▶ _Your goal_
When you reach the line containing "if !Arc::ptr_eq(&proxy, expected)" in the entries below, start writing out each line exactly, and stop after the line containing "filename src/models.rs".

▶ _Task material_
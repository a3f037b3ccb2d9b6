//! Meson error abstractions.

use thiserror::Error;

/// The error returned from a dequeue once the owning queue has been closed.
///
/// Closure is terminal: once observed, no further dispatches will ever be produced and any
/// still-pending events have been abandoned. Workers treat this as their shutdown signal.
#[derive(Debug, Clone, Copy, PartialEq, Eq, Error)]
#[error("push queue closed")]
pub struct QueueClosed;

/// The ways a single config push can fail.
///
/// A failed push is logged and counted by the worker which drove it; it is never fatal, and the
/// proxy is released for re-dispatch either way.
#[derive(Debug, Error)]
pub enum PushError {
    /// The push exceeded the configured push timeout and was abandoned.
    #[error("config push timed out")]
    Timeout,
    /// The transport layer returned an error while delivering the push.
    #[error("error pushing config to proxy: {0}")]
    Transport(#[from] anyhow::Error),
}
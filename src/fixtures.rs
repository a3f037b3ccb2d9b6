use std::collections::HashSet;
use std::sync::Arc;
use std::time::{Duration, Instant};

use anyhow::{bail, Result};

use crate::event::PushEvent;
use crate::models::{MeshSnapshot, ProxyConnection};
use crate::queue::PushQueue;

/// The deadline used by test probes before declaring that a dequeue would block.
pub const DEQUEUE_DEADLINE: Duration = Duration::from_millis(500);

/// Build a set of distinct proxy connections for use in tests.
pub fn connections(count: usize) -> Vec<Arc<ProxyConnection>> {
    (0..count).map(|offset| ProxyConnection::new(format!("proxy-{}", offset))).collect()
}

/// Build an empty incremental event against a default snapshot.
pub fn noop_event() -> PushEvent {
    PushEvent::incremental(Arc::new(MeshSnapshot::default()), HashSet::new())
}

/// Build a full-push event against a default snapshot.
pub fn full_event() -> PushEvent {
    PushEvent::full_push(Arc::new(MeshSnapshot::default()))
}

/// Build an incremental event for the given services with an explicit start time.
pub fn eds_event<I, S>(services: I, start: Instant) -> PushEvent
where
    I: IntoIterator<Item = S>,
    S: Into<String>,
{
    let mut event = PushEvent::incremental(Arc::new(MeshSnapshot::default()), services.into_iter().map(Into::into).collect());
    event.start = start;
    event
}

/// Dequeue with a deadline, returning `None` if no dispatch was ready in time or the queue
/// was closed.
pub async fn dequeue_with_deadline(queue: &PushQueue) -> Option<(Arc<ProxyConnection>, PushEvent)> {
    match tokio::time::timeout(DEQUEUE_DEADLINE, queue.dequeue()).await {
        Ok(Ok(dispatch)) => Some(dispatch),
        Ok(Err(_closed)) => None,
        Err(_elapsed) => None,
    }
}

/// Dequeue with a deadline, asserting that the returned proxy is identical to `expected`.
pub async fn expect_dequeue(queue: &PushQueue, expected: &Arc<ProxyConnection>) -> Result<PushEvent> {
    let (proxy, event) = match dequeue_with_deadline(queue).await {
        Some(dispatch) => dispatch,
        None => bail!("timed out waiting to dequeue proxy {}", expected.con_id),
    };
    if !Arc::ptr_eq(&proxy, expected) {
        bail!("expected proxy {}, got {}", expected.con_id, proxy.con_id);
    }
    Ok(event)
}

/// Assert that a dequeue does not complete within the deadline.
pub async fn expect_timeout(queue: &PushQueue) -> Result<()> {
    match dequeue_with_deadline(queue).await {
        Some((proxy, _event)) => bail!("expected dequeue to block, got proxy {}", proxy.con_id),
        None => Ok(()),
    }
}
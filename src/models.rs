//! Data models of the config-distribution pipeline.

use std::collections::HashMap;
use std::sync::Arc;
use std::time::Instant;

/// An immutable snapshot of mesh state, taken at the time a change event was produced.
///
/// Snapshots are shared by reference and are never merged structurally. When two events for the
/// same proxy coalesce, the newer snapshot simply replaces the older one, as the newer snapshot
/// already reflects everything the older one did.
#[derive(Debug, Default, PartialEq)]
pub struct MeshSnapshot {
    /// The version of mesh state at which this snapshot was taken.
    pub version: String,
    /// Conditions observed while pushing config, keyed by condition type then proxy ID.
    pub proxy_status: HashMap<String, HashMap<String, ProxyPushStatus>>,
}

/// A record of a noteworthy condition observed while generating or pushing config for a proxy.
#[derive(Debug, Clone, Default, PartialEq, Eq)]
pub struct ProxyPushStatus {
    /// The ID of the proxy on which the condition was observed.
    pub proxy: String,
    /// A human readable description of the condition.
    pub message: String,
}

/// A connected data-plane proxy.
///
/// Connections are compared strictly by reference identity (`Arc::ptr_eq`): two connection
/// objects representing the same remote endpoint are two different proxies, and a reconnecting
/// proxy gets a fresh handle. The connection layer owns these handles and is responsible for
/// draining any queue state for a handle once its connection closes.
#[derive(Debug)]
pub struct ProxyConnection {
    /// The unique ID of this connection.
    pub con_id: String,
    /// The time at which the proxy connected.
    pub connected_at: Instant,
}

impl ProxyConnection {
    /// Create a new connection handle.
    pub fn new(con_id: String) -> Arc<Self> {
        Arc::new(Self {
            con_id,
            connected_at: Instant::now(),
        })
    }
}
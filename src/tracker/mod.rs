//! Issue tracker capability
//!
//! Workflows only need to look stories up by the ids found in commit tags and
//! move them through their lifecycle. Each transition hands back the
//! [`Action`] that reverts it, so tracker state unwinds together with git.

pub mod file;

pub use file::FileTracker;

use crate::action::Action;
use crate::core::config::{TrackerConfig, TrackerKind};
use crate::core::error::{FlowError, FlowResult};
use serde::{Deserialize, Serialize};
use std::fmt;
use std::path::Path;
use std::str::FromStr;

/// Story lifecycle, in order
#[derive(Debug, Clone, Copy, PartialEq, Eq, PartialOrd, Ord, Hash, Serialize, Deserialize)]
#[serde(rename_all = "snake_case")]
pub enum StoryState {
  New,
  Started,
  Implemented,
  Staged,
  Released,
}

impl StoryState {
  pub fn as_str(self) -> &'static str {
    match self {
      StoryState::New => "new",
      StoryState::Started => "started",
      StoryState::Implemented => "implemented",
      StoryState::Staged => "staged",
      StoryState::Released => "released",
    }
  }
}

impl FromStr for StoryState {
  type Err = FlowError;

  fn from_str(s: &str) -> Result<Self, Self::Err> {
    match s.trim().to_ascii_lowercase().as_str() {
      "new" => Ok(StoryState::New),
      "started" => Ok(StoryState::Started),
      "implemented" => Ok(StoryState::Implemented),
      "staged" => Ok(StoryState::Staged),
      "released" => Ok(StoryState::Released),
      other => Err(FlowError::with_help(
        format!("Unknown story state '{}'", other),
        "Valid states: new, started, implemented, staged, released",
      )),
    }
  }
}

impl fmt::Display for StoryState {
  fn fmt(&self, f: &mut fmt::Formatter<'_>) -> fmt::Result {
    f.write_str(self.as_str())
  }
}

/// A story as seen by workflows
pub trait Story {
  /// Id used in `Story-Id:` commit tags
  fn readable_id(&self) -> &str;

  fn title(&self) -> &str;

  fn state(&self) -> StoryState;

  fn start(&self) -> FlowResult<Box<dyn Action>>;

  fn mark_as_implemented(&self) -> FlowResult<Box<dyn Action>>;

  fn stage(&self) -> FlowResult<Box<dyn Action>>;

  fn release(&self) -> FlowResult<Box<dyn Action>>;
}

pub trait IssueTracker {
  /// Stories whose readable id is one of `tags`; unknown ids are left out
  fn list_stories_by_tag(&self, tags: &[String]) -> FlowResult<Vec<Box<dyn Story>>>;
}

/// Tracker backend selected by configuration
pub fn open(config: &TrackerConfig, repo_root: &Path) -> Box<dyn IssueTracker> {
  match config.kind {
    TrackerKind::File => Box::new(FileTracker::new(repo_root.join(&config.path))),
  }
}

▶ _Exercise result_
    if !Arc::ptr_eq(&proxy, expected) {
        bail!("expected proxy {}, got {}", expected.con_id, proxy.con_id);
    }
    Ok(event)
}

/// Assert that a dequeue does not complete within the deadline.
pub async fn expect_timeout(queue: &PushQueue) -> Result<()> {
    match dequeue_with_deadline(queue).await {
        Some((proxy, _event)) => bail!("expected dequeue to block, got proxy {}", proxy.con_id),
        None => Ok(()),
    }
}
filename src/models.rs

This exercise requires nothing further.